- _BRIEF_:
Across the entries that follow, tally every line holding the word "NoRowsInRange" and reply with the count alone.

- _RECORDS FOR THIS EXERCISE_:
// crates/orderlens-core/src/loader.rs

use std::collections::HashMap;
use std::io::Cursor;
use std::path::PathBuf;

use polars::prelude::*;
use tracing::debug;

use crate::error::{PipelineError, Result};

/// Where a table comes from: a file on disk, or bytes handed to us by
/// the caller (an uploaded stream). Both carry a human-readable label
/// so failures name the dataset, not just the path.
#[derive(Debug, Clone)]
pub enum TableSource {
    Path { label: String, path: PathBuf },
    Bytes {
        label: String,
        name: String,
        contents: Vec<u8>,
    },
}

impl TableSource {
    pub fn from_path(label: impl Into<String>, path: impl Into<PathBuf>) -> Self {
        Self::Path {
            label: label.into(),
            path: path.into(),
        }
    }

    pub fn from_bytes(
        label: impl Into<String>,
        name: impl Into<String>,
        contents: Vec<u8>,
    ) -> Self {
        Self::Bytes {
            label: label.into(),
            name: name.into(),
            contents,
        }
    }

    pub fn label(&self) -> &str {
        match self {
            Self::Path { label, .. } | Self::Bytes { label, .. } => label,
        }
    }

    /// Identifier the cache keys on. Distinct prefixes keep a path and
    /// an upload with the same name from colliding.
    pub fn cache_key(&self) -> String {
        match self {
            Self::Path { path, .. } => format!("path:{}", path.display()),
            Self::Bytes { name, .. } => format!("bytes:{}", name),
        }
    }
}

/// Reads a source into a DataFrame. The content is checked twice: a
/// structural pass with the csv crate (header row present, no ragged
/// rows, valid UTF-8) so malformed input surfaces as a parse failure
/// with a row position, then the typed polars read.
pub fn load_table(source: &TableSource) -> Result<DataFrame> {
    let owned;
    let (label, contents): (&str, &[u8]) = match source {
        TableSource::Path { label, path } => {
            owned = std::fs::read(path).map_err(|err| {
                if err.kind() == std::io::ErrorKind::NotFound {
                    PipelineError::SourceNotFound {
                        label: label.clone(),
                        path: path.display().to_string(),
                    }
                } else {
                    PipelineError::Io(err)
                }
            })?;
            (label.as_str(), owned.as_slice())
        }
        TableSource::Bytes {
            label, contents, ..
        } => (label.as_str(), contents.as_slice()),
    };

    validate_delimited(label, contents)?;
    let df = read_dataframe(label, contents)?;
    debug!(
        label,
        rows = df.height(),
        columns = df.width(),
        "loaded table"
    );
    Ok(df)
}

fn validate_delimited(label: &str, contents: &[u8]) -> Result<()> {
    let mut reader = csv::ReaderBuilder::new()
        .has_headers(true)
        .flexible(false)
        .from_reader(contents);

    let headers = reader
        .headers()
        .map_err(|err| parse_failure(label, err.to_string()))?;
    if headers.is_empty() || headers.iter().all(str::is_empty) {
        return Err(parse_failure(label, "file is empty or has no header row"));
    }

    for (idx, record) in reader.records().enumerate() {
        record.map_err(|err| parse_failure(label, format!("data row {}: {}", idx + 1, err)))?;
    }

    Ok(())
}

fn read_dataframe(label: &str, contents: &[u8]) -> Result<DataFrame> {
    let cursor = Cursor::new(contents);
    CsvReadOptions::default()
        .with_has_header(true)
        .with_infer_schema_length(Some(100))
        .into_reader_with_file_handle(cursor)
        .finish()
        .map_err(|err| parse_failure(label, err.to_string()))
}

fn parse_failure(label: &str, message: impl Into<String>) -> PipelineError {
    PipelineError::Parse {
        label: label.to_string(),
        message: message.into(),
    }
}

/// Explicit table cache keyed by source identifier. Loaded frames are
/// reused across runs until the caller invalidates them; cloning a
/// DataFrame is cheap (columns are reference-counted).
#[derive(Debug, Default)]
pub struct TableCache {
    entries: HashMap<String, DataFrame>,
}

impl TableCache {
    pub fn new() -> Self {
        Self::default()
    }

    /// Returns the cached frame for this source, loading it on a miss.
    pub fn fetch(&mut self, source: &TableSource) -> Result<DataFrame> {
        let key = source.cache_key();
        if let Some(df) = self.entries.get(&key) {
            debug!(label = source.label(), "table cache hit");
            return Ok(df.clone());
        }
        let df = load_table(source)?;
        self.entries.insert(key, df.clone());
        Ok(df)
    }

    /// Drops the cached entry for this source. Returns whether one existed.
    pub fn invalidate(&mut self, source: &TableSource) -> bool {
        self.entries.remove(&source.cache_key()).is_some()
    }

    pub fn clear(&mut self) {
        self.entries.clear();
    }

    pub fn len(&self) -> usize {
        self.entries.len()
    }

    pub fn is_empty(&self) -> bool {
        self.entries.is_empty()
    }
}

#[cfg(test)]
mod tests {
    use super::*;

    fn bytes_source(name: &str, content: &str) -> TableSource {
        TableSource::from_bytes("Test Table", name, content.as_bytes().to_vec())
    }

    #[test]
    fn loads_well_formed_csv_from_bytes() {
        let source = bytes_source(
            "orders.csv",
            "order_id,price\no1,10.5\no2,20.0\n",
        );
        let df = load_table(&source).expect("load failed");
        assert_eq!(df.height(), 2);
        assert_eq!(df.get_column_names_str(), ["order_id", "price"]);
    }

    #[test]
    fn missing_file_is_source_not_found() {
        let source = TableSource::from_path("Order Items", "/definitely/not/here.csv");
        let err = load_table(&source).unwrap_err();
        assert!(matches!(err, PipelineError::SourceNotFound { .. }));
    }

    #[test]
    fn ragged_rows_are_a_parse_failure() {
        let source = bytes_source("bad.csv", "order_id,price\no1,10.5,extra\n");
        let err = load_table(&source).unwrap_err();
        match err {
            PipelineError::Parse { label, message } => {
                assert_eq!(label, "Test Table");
                assert!(message.contains("data row 1"), "message: {message}");
            }
            other => panic!("expected Parse, got {other:?}"),
        }
    }

    #[test]
    fn empty_content_is_a_parse_failure() {
        let source = bytes_source("empty.csv", "");
        let err = load_table(&source).unwrap_err();
        assert!(matches!(err, PipelineError::Parse { .. }));
    }

    #[test]
    fn cache_reuses_and_invalidates() {
        let source = bytes_source("orders.csv", "order_id\no1\n");
        let mut cache = TableCache::new();
        cache.fetch(&source).expect("first load failed");
        cache.fetch(&source).expect("cached load failed");
        assert_eq!(cache.len(), 1);

        assert!(cache.invalidate(&source));
        assert!(cache.is_empty());
        assert!(!cache.invalidate(&source));
    }
}
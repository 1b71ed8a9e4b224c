// crates/orderlens-core/src/report.rs

use polars::prelude::DataFrame;
use tracing::{info, warn};

use crate::aggregate::{self, AggregateTable};
use crate::error::{Result, Stage};
use crate::join;
use crate::loader::{TableCache, TableSource};
use crate::range::{filter_range, DateRange};
use crate::schema;
use crate::temporal;

pub const JOIN_KEY: &str = "order_id";
pub const TIMESTAMP_COLUMN: &str = "shipping_limit_date";
pub const PAYMENT_TYPE: &str = "payment_type";
pub const PAYMENT_VALUE: &str = "payment_value";
pub const PAYMENT_INSTALLMENTS: &str = "payment_installments";
pub const PRICE: &str = "price";

pub const PAYMENT_SUM_COLUMN: &str = "total_payment_value";
pub const PRICE_MEAN_COLUMN: &str = "mean_price";

/// Suffix for payment columns whose names collide with item columns.
const PAYMENTS_SUFFIX: &str = "_payments";

#[derive(Debug, Clone)]
pub struct ReportRequest {
    pub items: TableSource,
    pub payments: TableSource,
    /// `None` defaults to the full span of the normalized data.
    pub range: Option<DateRange>,
}

/// One of the two summaries. The pair is independent: a column missing
/// for one aggregate degrades that aggregate only.
#[derive(Debug, Clone)]
pub enum AggregateOutcome {
    Available(AggregateTable),
    Unavailable { missing: Vec<String> },
}

#[derive(Debug, Clone)]
pub struct ReportOutput {
    /// The window that was actually applied.
    pub range: DateRange,
    /// Joined rows surviving normalization and the range filter.
    pub row_count: usize,
    /// Rows discarded for an unparseable `shipping_limit_date`.
    pub dropped_invalid_dates: usize,
    pub payment_summary: AggregateOutcome,
    pub installment_price_summary: AggregateOutcome,
}

/// Terminal state of a run. An empty window is a normal, reportable
/// outcome, kept apart from `PipelineError` on purpose: callers render
/// it as a notice, not an error banner.
#[derive(Debug, Clone)]
pub enum RunOutcome {
    Report(ReportOutput),
    /// The selected (or defaulted) window matched no rows. `range` is
    /// `None` when normalization left no rows to span at all.
    NoRowsInRange { range: Option<DateRange> },
}

/// Runs the full pipeline: load both tables (through the cache), check
/// keys, inner-join on `order_id`, normalize `shipping_limit_date`,
/// filter to the window, and compute the two grouped summaries.
///
/// Join fan-out: a payment row matched by N item rows appears N times
/// in the joined table, so its `payment_value` contributes N times to
/// `PaymentSummary`. This mirrors the source data model (payments are
/// per order, items per line) and is covered by tests.
pub fn run_report(cache: &mut TableCache, request: &ReportRequest) -> Result<RunOutcome> {
    let items = cache.fetch(&request.items)?;
    schema::require_columns(&items, &[JOIN_KEY], Stage::ItemsLoad)?;

    let payments = cache.fetch(&request.payments)?;
    schema::require_columns(&payments, &[JOIN_KEY], Stage::PaymentsLoad)?;

    let joined = join::inner_join(&items, &payments, JOIN_KEY, PAYMENTS_SUFFIX)?;
    info!(
        items = items.height(),
        payments = payments.height(),
        joined = joined.height(),
        "joined order items and payments"
    );
    schema::require_columns(&joined, &[TIMESTAMP_COLUMN], Stage::Join)?;

    let normalized = temporal::normalize_timestamps(&joined, TIMESTAMP_COLUMN)?;

    let range = match request.range {
        Some(range) => range,
        None => match DateRange::full_span(&normalized.dataframe, TIMESTAMP_COLUMN)? {
            Some(range) => range,
            None => {
                warn!("no rows with a valid timestamp; nothing to report");
                return Ok(RunOutcome::NoRowsInRange { range: None });
            }
        },
    };

    let filtered = filter_range(&normalized.dataframe, TIMESTAMP_COLUMN, &range)?;
    if filtered.is_empty() {
        info!(%range, "no rows in the selected window");
        return Ok(RunOutcome::NoRowsInRange { range: Some(range) });
    }

    let payment_summary = compute_aggregate(&filtered, &[PAYMENT_TYPE, PAYMENT_VALUE], |df| {
        aggregate::grouped_sum(df, PAYMENT_TYPE, PAYMENT_VALUE, PAYMENT_SUM_COLUMN)
    })?;
    let installment_price_summary =
        compute_aggregate(&filtered, &[PAYMENT_INSTALLMENTS, PRICE], |df| {
            aggregate::grouped_mean(df, PAYMENT_INSTALLMENTS, PRICE, PRICE_MEAN_COLUMN)
        })?;

    Ok(RunOutcome::Report(ReportOutput {
        range,
        row_count: filtered.height(),
        dropped_invalid_dates: normalized.dropped_rows,
        payment_summary,
        installment_price_summary,
    }))
}

fn compute_aggregate(
    df: &DataFrame,
    required: &[&str],
    build: impl FnOnce(&DataFrame) -> Result<AggregateTable>,
) -> Result<AggregateOutcome> {
    let missing = schema::missing_columns(df, required);
    if !missing.is_empty() {
        warn!(?missing, "aggregate skipped: required columns absent");
        return Ok(AggregateOutcome::Unavailable { missing });
    }
    Ok(AggregateOutcome::Available(build(df)?))
}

- _ANSWER FOR THE TASK_:
3